From the entries, copy every line that carries the string "facing".

Stored data:
- Opening Delimiter -
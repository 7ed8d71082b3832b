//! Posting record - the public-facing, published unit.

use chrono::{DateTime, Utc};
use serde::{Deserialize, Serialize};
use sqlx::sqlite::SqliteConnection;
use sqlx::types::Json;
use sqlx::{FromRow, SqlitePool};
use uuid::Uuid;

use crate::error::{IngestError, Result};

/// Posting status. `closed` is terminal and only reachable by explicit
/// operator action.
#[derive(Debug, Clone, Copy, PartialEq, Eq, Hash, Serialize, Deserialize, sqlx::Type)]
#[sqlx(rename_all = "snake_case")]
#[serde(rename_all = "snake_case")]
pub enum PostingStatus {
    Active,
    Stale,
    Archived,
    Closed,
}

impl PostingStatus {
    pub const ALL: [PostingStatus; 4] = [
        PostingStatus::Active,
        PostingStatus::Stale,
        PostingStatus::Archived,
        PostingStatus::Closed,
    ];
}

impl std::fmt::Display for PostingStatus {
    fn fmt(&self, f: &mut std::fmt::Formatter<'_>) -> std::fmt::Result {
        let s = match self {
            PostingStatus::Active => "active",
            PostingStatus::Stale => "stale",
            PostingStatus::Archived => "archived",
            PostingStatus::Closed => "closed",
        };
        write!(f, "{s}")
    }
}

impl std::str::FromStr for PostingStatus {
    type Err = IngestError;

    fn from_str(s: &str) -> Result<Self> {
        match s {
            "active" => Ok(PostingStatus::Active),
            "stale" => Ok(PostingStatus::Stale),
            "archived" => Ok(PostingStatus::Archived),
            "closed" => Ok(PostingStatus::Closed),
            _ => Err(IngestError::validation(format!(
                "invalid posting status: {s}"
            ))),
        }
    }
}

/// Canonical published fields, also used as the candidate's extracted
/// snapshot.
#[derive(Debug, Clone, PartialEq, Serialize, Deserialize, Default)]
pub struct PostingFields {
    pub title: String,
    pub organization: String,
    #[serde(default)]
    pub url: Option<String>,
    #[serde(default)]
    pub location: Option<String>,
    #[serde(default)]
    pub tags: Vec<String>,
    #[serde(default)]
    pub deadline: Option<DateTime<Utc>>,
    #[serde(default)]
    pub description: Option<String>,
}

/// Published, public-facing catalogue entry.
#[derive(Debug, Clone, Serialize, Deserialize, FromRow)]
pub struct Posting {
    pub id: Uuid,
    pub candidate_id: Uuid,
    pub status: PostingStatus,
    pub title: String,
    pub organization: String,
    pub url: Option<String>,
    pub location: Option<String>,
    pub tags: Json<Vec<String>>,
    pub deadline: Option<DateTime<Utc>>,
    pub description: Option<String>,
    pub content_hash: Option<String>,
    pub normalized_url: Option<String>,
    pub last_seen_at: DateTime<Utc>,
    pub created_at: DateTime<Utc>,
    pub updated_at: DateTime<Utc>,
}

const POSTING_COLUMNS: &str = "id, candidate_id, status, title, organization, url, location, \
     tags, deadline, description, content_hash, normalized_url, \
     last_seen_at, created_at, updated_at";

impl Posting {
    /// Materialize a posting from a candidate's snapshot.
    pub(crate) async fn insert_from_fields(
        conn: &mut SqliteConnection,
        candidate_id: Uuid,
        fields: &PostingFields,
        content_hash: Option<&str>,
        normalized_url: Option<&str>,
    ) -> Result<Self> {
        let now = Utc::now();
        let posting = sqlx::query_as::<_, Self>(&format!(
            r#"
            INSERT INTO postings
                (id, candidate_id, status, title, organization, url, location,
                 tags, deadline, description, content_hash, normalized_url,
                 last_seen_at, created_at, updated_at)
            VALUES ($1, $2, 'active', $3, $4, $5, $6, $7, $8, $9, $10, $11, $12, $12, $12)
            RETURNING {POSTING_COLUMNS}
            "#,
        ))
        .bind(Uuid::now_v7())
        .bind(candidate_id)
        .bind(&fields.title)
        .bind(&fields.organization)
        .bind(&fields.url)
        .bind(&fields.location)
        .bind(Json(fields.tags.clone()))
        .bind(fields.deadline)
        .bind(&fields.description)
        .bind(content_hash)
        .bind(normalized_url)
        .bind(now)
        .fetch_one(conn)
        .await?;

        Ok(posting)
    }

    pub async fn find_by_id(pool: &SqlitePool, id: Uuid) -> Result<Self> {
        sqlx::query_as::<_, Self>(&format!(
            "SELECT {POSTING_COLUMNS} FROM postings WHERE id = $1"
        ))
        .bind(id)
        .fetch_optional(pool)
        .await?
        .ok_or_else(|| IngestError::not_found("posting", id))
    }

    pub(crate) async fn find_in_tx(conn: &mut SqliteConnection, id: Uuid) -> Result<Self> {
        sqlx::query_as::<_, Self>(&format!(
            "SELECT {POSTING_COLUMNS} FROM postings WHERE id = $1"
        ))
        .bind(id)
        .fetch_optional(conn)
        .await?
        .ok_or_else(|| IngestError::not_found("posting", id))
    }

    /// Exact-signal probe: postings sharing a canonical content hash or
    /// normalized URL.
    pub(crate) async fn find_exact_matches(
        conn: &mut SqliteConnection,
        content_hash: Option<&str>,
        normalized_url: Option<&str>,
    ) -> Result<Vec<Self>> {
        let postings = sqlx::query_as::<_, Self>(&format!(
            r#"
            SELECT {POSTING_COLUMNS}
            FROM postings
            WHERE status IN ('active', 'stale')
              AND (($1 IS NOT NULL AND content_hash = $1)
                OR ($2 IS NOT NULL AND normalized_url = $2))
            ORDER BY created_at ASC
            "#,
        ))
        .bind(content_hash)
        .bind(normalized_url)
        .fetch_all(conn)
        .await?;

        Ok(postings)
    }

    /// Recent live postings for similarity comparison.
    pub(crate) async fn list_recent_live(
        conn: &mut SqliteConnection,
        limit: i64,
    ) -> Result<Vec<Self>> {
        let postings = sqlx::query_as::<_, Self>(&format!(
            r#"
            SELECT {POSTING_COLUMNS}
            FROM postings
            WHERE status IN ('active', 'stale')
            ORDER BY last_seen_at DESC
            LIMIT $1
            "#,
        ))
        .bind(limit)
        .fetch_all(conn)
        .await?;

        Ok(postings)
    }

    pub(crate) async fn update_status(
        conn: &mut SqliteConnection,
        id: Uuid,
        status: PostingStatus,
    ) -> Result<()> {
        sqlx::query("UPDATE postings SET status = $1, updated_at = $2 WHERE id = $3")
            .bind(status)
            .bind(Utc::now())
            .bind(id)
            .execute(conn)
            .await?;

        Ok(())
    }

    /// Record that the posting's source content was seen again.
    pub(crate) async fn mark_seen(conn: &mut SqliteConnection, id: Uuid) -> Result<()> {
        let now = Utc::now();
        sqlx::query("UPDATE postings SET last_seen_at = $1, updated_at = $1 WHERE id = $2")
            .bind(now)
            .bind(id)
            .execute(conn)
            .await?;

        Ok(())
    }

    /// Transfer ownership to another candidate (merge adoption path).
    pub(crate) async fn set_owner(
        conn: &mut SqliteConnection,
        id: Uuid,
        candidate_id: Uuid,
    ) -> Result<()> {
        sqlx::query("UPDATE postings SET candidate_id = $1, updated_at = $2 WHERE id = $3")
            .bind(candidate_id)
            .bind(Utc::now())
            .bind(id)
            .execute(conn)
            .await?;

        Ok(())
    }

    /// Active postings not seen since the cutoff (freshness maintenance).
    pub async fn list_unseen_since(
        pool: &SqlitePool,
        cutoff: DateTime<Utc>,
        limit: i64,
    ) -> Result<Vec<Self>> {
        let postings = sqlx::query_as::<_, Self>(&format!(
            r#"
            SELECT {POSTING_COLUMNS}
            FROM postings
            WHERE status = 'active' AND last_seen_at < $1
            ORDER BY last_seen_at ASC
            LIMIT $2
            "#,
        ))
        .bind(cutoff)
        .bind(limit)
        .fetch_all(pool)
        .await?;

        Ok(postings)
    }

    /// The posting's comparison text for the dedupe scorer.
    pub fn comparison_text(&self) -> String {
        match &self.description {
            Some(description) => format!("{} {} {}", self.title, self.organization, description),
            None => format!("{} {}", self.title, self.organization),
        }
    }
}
- Closing Delimiter -
**TASK ANSWER**
//! Posting record - the public-facing, published unit.
/// Published, public-facing catalogue entry.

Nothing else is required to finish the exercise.